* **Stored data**
-- Opening Marker --
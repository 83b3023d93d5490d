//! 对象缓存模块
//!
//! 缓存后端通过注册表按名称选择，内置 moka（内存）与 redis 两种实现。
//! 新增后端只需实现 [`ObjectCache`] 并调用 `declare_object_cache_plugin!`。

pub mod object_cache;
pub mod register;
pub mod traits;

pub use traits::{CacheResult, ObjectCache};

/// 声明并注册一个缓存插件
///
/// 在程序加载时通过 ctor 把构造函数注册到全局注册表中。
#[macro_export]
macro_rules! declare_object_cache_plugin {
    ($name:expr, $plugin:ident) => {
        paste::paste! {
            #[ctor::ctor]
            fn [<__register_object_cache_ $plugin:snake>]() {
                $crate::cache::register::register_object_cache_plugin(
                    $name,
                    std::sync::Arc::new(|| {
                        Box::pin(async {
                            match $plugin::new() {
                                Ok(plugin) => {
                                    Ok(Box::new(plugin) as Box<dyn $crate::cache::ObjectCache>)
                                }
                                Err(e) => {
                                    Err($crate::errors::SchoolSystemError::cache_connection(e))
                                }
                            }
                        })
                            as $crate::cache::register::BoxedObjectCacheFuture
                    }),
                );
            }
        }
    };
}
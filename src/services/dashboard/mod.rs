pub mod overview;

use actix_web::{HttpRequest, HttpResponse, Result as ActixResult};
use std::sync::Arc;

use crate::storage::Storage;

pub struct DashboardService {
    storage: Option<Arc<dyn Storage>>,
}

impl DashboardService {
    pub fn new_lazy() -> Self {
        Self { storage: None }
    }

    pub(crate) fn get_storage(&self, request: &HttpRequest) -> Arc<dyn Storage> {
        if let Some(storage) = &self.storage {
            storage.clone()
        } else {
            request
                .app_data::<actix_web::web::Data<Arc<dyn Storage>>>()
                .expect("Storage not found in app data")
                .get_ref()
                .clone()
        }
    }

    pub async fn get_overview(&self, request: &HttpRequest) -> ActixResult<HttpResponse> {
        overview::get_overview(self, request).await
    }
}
-- Closing Marker --
-- Opening Marker --
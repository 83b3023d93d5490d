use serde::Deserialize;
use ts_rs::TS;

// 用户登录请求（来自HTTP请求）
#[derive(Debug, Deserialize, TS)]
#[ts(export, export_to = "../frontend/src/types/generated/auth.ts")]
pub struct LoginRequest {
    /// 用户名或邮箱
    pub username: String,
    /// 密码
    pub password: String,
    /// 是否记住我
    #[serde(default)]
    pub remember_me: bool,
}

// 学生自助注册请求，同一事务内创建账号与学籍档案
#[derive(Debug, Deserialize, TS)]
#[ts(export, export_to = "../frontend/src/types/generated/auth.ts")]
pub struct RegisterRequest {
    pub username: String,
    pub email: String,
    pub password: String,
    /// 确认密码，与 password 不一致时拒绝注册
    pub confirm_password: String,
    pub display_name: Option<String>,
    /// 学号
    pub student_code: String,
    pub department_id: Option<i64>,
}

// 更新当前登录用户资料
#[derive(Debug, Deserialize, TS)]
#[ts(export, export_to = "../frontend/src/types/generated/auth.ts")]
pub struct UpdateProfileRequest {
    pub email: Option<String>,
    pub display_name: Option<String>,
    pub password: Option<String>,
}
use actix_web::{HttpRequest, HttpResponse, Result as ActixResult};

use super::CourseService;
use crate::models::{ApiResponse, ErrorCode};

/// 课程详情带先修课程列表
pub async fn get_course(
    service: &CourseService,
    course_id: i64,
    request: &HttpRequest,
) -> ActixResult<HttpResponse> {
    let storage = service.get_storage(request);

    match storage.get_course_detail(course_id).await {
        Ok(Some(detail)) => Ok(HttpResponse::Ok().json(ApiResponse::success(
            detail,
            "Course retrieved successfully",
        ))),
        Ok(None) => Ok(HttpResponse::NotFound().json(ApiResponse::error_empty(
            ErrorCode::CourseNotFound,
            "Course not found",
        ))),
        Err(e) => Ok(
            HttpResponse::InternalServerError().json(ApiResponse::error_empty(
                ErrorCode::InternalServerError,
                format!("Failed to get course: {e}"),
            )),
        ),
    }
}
-- Closing Marker --
* **How to complete this task**
Lines that include the word "HttpRequest" are to be extracted from the data above.

* **Task response**
use actix_web::{HttpRequest, HttpResponse, Result as ActixResult};
    pub(crate) fn get_storage(&self, request: &HttpRequest) -> Arc<dyn Storage> {
    pub async fn get_overview(&self, request: &HttpRequest) -> ActixResult<HttpResponse> {
use actix_web::{HttpRequest, HttpResponse, Result as ActixResult};
    request: &HttpRequest,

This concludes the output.